### Input data
//! Wave system: timers, completion bonuses and enemy spawning.
//!
//! A wave ends when every enemy is dead or the wave timer expires
//! (surviving the timer pays a separate bonus). Completion starts a short
//! transition pause and drops a reward pickup; when the pause ends the
//! next, larger and stronger wave spawns in a ring at the enemy corner.

use bevy_ecs::prelude::*;

use crate::components::{formation_offset, Health, TeamId, UnitBundle, UnitStats};
use crate::config::{
    DifficultyConfig, DifficultySettings, ENEMY_TEAM, SPAWN_POSITIONS, SURVIVAL_BONUS,
    TIME_BONUS_MULTIPLIER, UNIT_DAMAGE, UNIT_HEALTH, UNIT_MAX_SPEED, WAVE_COMPLETION_BONUS,
    POINTS_PER_KILL,
};
use crate::obstacles::ObstacleField;
use crate::rng::SimRng;
use crate::systems::rewards::{spawn_pickup, Pickups};
use crate::systems::GameClock;

/// Wave progress, tracked against the game clock.
#[derive(Resource, Debug, Clone, Copy)]
pub struct WaveState {
    pub current_wave: u32,
    pub enemies_in_wave: u32,
    pub enemies_remaining: u32,
    pub wave_start_ms: f64,
    pub transitioning: bool,
    pub transition_start_ms: f64,
}

impl WaveState {
    pub fn new(config: &DifficultyConfig, now_ms: f64) -> Self {
        Self {
            current_wave: 1,
            enemies_in_wave: config.wave.base_enemy_count,
            enemies_remaining: config.wave.base_enemy_count,
            wave_start_ms: now_ms,
            transitioning: false,
            transition_start_ms: 0.0,
        }
    }
}

/// Running score. All bonuses are floored before being added.
#[derive(Resource, Debug, Default, Clone, Copy)]
pub struct ScoreState {
    pub total_score: u64,
    pub kills: u32,
    pub waves_completed: u32,
}

impl ScoreState {
    pub fn award_kill(&mut self, points_multiplier: f32) {
        self.kills += 1;
        self.total_score += (POINTS_PER_KILL * points_multiplier).floor() as u64;
    }

    pub fn award_survival(&mut self, points_multiplier: f32) {
        self.total_score += (SURVIVAL_BONUS * points_multiplier).floor() as u64;
    }

    /// Wave completion bonus plus a time bonus for finishing early.
    pub fn award_wave_completion(
        &mut self,
        elapsed_ms: f64,
        duration_ms: f64,
        points_multiplier: f32,
    ) {
        let time_ratio = (1.0 - elapsed_ms / duration_ms).max(0.0) as f32;
        let time_bonus = (WAVE_COMPLETION_BONUS * TIME_BONUS_MULTIPLIER * time_ratio).floor();
        let total = ((WAVE_COMPLETION_BONUS + time_bonus) * points_multiplier).floor();
        self.total_score += total as u64;
        self.waves_completed += 1;
    }
}

/// Combat stats for enemies of the given wave: difficulty multipliers
/// with compounding per-wave growth, speed capped at twice the base.
pub fn enemy_wave_stats(config: &DifficultyConfig, wave: u32) -> (f32, UnitStats) {
    let growth = config
        .wave
        .stat_multiplier_per_wave
        .powi(wave.saturating_sub(1) as i32);
    let health = (UNIT_HEALTH * config.enemy_health_multiplier * growth).floor();
    let damage = (UNIT_DAMAGE * config.enemy_damage_multiplier * growth).floor();
    let speed = (UNIT_MAX_SPEED * config.enemy_speed_multiplier * growth).min(UNIT_MAX_SPEED * 2.0);
    (
        health,
        UnitStats {
            max_speed: speed,
            base_damage: damage,
            damage,
            ..Default::default()
        },
    )
}

/// Spawn a wave's enemies in a widening ring at the enemy corner.
pub fn spawn_wave_enemies(
    commands: &mut Commands,
    rng: &mut SimRng,
    config: &DifficultyConfig,
    wave: u32,
    count: u32,
) {
    let (health, stats) = enemy_wave_stats(config, wave);
    let (sx, sy) = SPAWN_POSITIONS[ENEMY_TEAM as usize];
    for i in 0..count {
        let (dx, dy) = formation_offset(i, count);
        commands.spawn(UnitBundle::with_stats(
            sx + dx + rng.range(-20.0, 20.0),
            sy + dy + rng.range(-20.0, 20.0),
            ENEMY_TEAM,
            stats,
            health,
        ));
    }
}

/// Drives wave progress each tick.
pub fn wave_progress_system(
    clock: Res<GameClock>,
    settings: Res<DifficultySettings>,
    field: Res<ObstacleField>,
    mut wave: ResMut<WaveState>,
    mut score: ResMut<ScoreState>,
    mut pickups: ResMut<Pickups>,
    mut rng: ResMut<SimRng>,
    mut commands: Commands,
    query: Query<(&TeamId, &Health)>,
) {
    let now = clock.now_ms;
    let config = settings.0;

    let enemy_count = query
        .iter()
        .filter(|(team, health)| team.0 == ENEMY_TEAM && health.is_alive())
        .count() as u32;
    wave.enemies_remaining = enemy_count;

    if wave.transitioning {
        if now - wave.transition_start_ms >= config.wave.transition_duration_ms {
            wave.current_wave += 1;
            wave.enemies_in_wave = config.wave.base_enemy_count
                + (wave.current_wave - 1) * config.wave.enemy_count_increase;
            wave.enemies_remaining = wave.enemies_in_wave;
            spawn_wave_enemies(
                &mut commands,
                &mut rng,
                &config,
                wave.current_wave,
                wave.enemies_in_wave,
            );
            wave.wave_start_ms = now;
            wave.transitioning = false;
        }
        return;
    }

    if enemy_count == 0 {
        complete_wave(&mut wave, &mut score, &mut pickups, &field, &mut rng, &config, now);
        return;
    }

    let elapsed = now - wave.wave_start_ms;
    if elapsed >= config.wave.wave_duration_ms {
        score.award_survival(config.points_multiplier);
        complete_wave(&mut wave, &mut score, &mut pickups, &field, &mut rng, &config, now);
    }
}

fn complete_wave(
    wave: &mut WaveState,
    score: &mut ScoreState,
    pickups: &mut Pickups,
    field: &ObstacleField,
    rng: &mut SimRng,
    config: &DifficultyConfig,
    now: f64,
) {
    let elapsed = now - wave.wave_start_ms;
    score.award_wave_completion(
        elapsed,
        config.wave.wave_duration_ms,
        config.points_multiplier,
    );
    wave.transitioning = true;
    wave.transition_start_ms = now;
    spawn_pickup(pickups, field, rng, wave.current_wave);
}

#[cfg(test)]
mod tests {
    use super::*;
    use crate::config::Difficulty;

    fn test_world(config: DifficultyConfig) -> World {
        let mut world = World::new();
        world.insert_resource(GameClock::default());
        world.insert_resource(DifficultySettings(config));
        world.insert_resource(ObstacleField::default());
        world.insert_resource(WaveState::new(&config, 0.0));
        world.insert_resource(ScoreState::default());
        world.insert_resource(Pickups::default());
        world.insert_resource(SimRng::from_seed(11));
        world
    }

    fn run_waves(world: &mut World) {
        let mut schedule = Schedule::default();
        schedule.add_systems(wave_progress_system);
        schedule.run(world);
    }

    fn enemy_count(world: &mut World) -> usize {
        let mut query = world.query::<(&TeamId, &Health)>();
        query
            .iter(world)
            .filter(|(t, h)| t.0 == ENEMY_TEAM && h.is_alive())
            .count()
    }

    #[test]
    fn test_clearing_wave_starts_transition_and_drops_pickup() {
        let config = DifficultyConfig::for_difficulty(Difficulty::Medium);
        let mut world = test_world(config);
        // One living player unit, no enemies
        world.spawn((TeamId(0), Health::default()));

        run_waves(&mut world);

        let wave = world.resource::<WaveState>();
        assert!(wave.transitioning);
        assert_eq!(world.resource::<ScoreState>().waves_completed, 1);
        assert_eq!(world.resource::<Pickups>().0.len(), 1);
    }

    #[test]
    fn test_transition_end_spawns_next_wave() {
        let config = DifficultyConfig::for_difficulty(Difficulty::Medium);
        let mut world = test_world(config);
        {
            let mut wave = world.resource_mut::<WaveState>();
            wave.transitioning = true;
            wave.transition_start_ms = 0.0;
        }
        world.resource_mut::<GameClock>().now_ms = config.wave.transition_duration_ms + 1.0;

        run_waves(&mut world);

        let wave = *world.resource::<WaveState>();
        assert!(!wave.transitioning);
        assert_eq!(wave.current_wave, 2);
        // Medium: 20 base + 5 per extra wave
        assert_eq!(wave.enemies_in_wave, 25);
        assert_eq!(enemy_count(&mut world), 25);
    }

    #[test]
    fn test_timer_expiry_pays_survival_bonus() {
        let config = DifficultyConfig::for_difficulty(Difficulty::Medium);
        let mut world = test_world(config);
        world.spawn((TeamId(ENEMY_TEAM), Health::default()));
        world.resource_mut::<GameClock>().now_ms = config.wave.wave_duration_ms + 1.0;

        run_waves(&mut world);

        let wave = world.resource::<WaveState>();
        assert!(wave.transitioning);
        let score = world.resource::<ScoreState>();
        assert_eq!(score.waves_completed, 1);
        // Survival 50 * 1.5 = 75, completion (100 + 0 time bonus) * 1.5 = 150
        assert_eq!(score.total_score, 225);
    }

    #[test]
    fn test_fast_clear_earns_time_bonus() {
        let mut score = ScoreState::default();
        // Cleared instantly: full 200 time bonus, (100 + 200) * 1.5 = 450
        score.award_wave_completion(0.0, 75_000.0, 1.5);
        assert_eq!(score.total_score, 450);

        let mut slow = ScoreState::default();
        slow.award_wave_completion(75_000.0, 75_000.0, 1.5);
        assert_eq!(slow.total_score, 150);
    }

    #[test]
    fn test_enemy_wave_stats_scale_and_cap() {
        let config = DifficultyConfig::for_difficulty(Difficulty::Hard);
        let (h1, s1) = enemy_wave_stats(&config, 1);
        assert_eq!(h1, 120.0);
        assert_eq!(s1.damage, 26.0);

        let (h5, s5) = enemy_wave_stats(&config, 5);
        assert!(h5 > h1);
        assert!(s5.damage > s1.damage);

        // Growth is unbounded for health, capped for speed
        let (_, s20) = enemy_wave_stats(&config, 20);
        assert_eq!(s20.max_speed, UNIT_MAX_SPEED * 2.0);
    }

    #[test]
    fn test_kill_points_respect_multiplier() {
        let mut score = ScoreState::default();
        score.award_kill(2.0);
        assert_eq!(score.total_score, 20);
        assert_eq!(score.kills, 1);
    }
}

### Aim of the task
Look above for the line containing "use crate::config::Difficulty;". Output from there through the line containing "assert!(!wave.transitioning);", exactly and inclusively.

### Solution to the problem
    use crate::config::Difficulty;

    fn test_world(config: DifficultyConfig) -> World {
        let mut world = World::new();
        world.insert_resource(GameClock::default());
        world.insert_resource(DifficultySettings(config));
        world.insert_resource(ObstacleField::default());
        world.insert_resource(WaveState::new(&config, 0.0));
        world.insert_resource(ScoreState::default());
        world.insert_resource(Pickups::default());
        world.insert_resource(SimRng::from_seed(11));
        world
    }

    fn run_waves(world: &mut World) {
        let mut schedule = Schedule::default();
        schedule.add_systems(wave_progress_system);
        schedule.run(world);
    }

    fn enemy_count(world: &mut World) -> usize {
        let mut query = world.query::<(&TeamId, &Health)>();
        query
            .iter(world)
            .filter(|(t, h)| t.0 == ENEMY_TEAM && h.is_alive())
            .count()
    }

    #[test]
    fn test_clearing_wave_starts_transition_and_drops_pickup() {
        let config = DifficultyConfig::for_difficulty(Difficulty::Medium);
        let mut world = test_world(config);
        // One living player unit, no enemies
        world.spawn((TeamId(0), Health::default()));

        run_waves(&mut world);

        let wave = world.resource::<WaveState>();
        assert!(wave.transitioning);
        assert_eq!(world.resource::<ScoreState>().waves_completed, 1);
        assert_eq!(world.resource::<Pickups>().0.len(), 1);
    }

    #[test]
    fn test_transition_end_spawns_next_wave() {
        let config = DifficultyConfig::for_difficulty(Difficulty::Medium);
        let mut world = test_world(config);
        {
            let mut wave = world.resource_mut::<WaveState>();
            wave.transitioning = true;
            wave.transition_start_ms = 0.0;
        }
        world.resource_mut::<GameClock>().now_ms = config.wave.transition_duration_ms + 1.0;

        run_waves(&mut world);

        let wave = *world.resource::<WaveState>();
        assert!(!wave.transitioning);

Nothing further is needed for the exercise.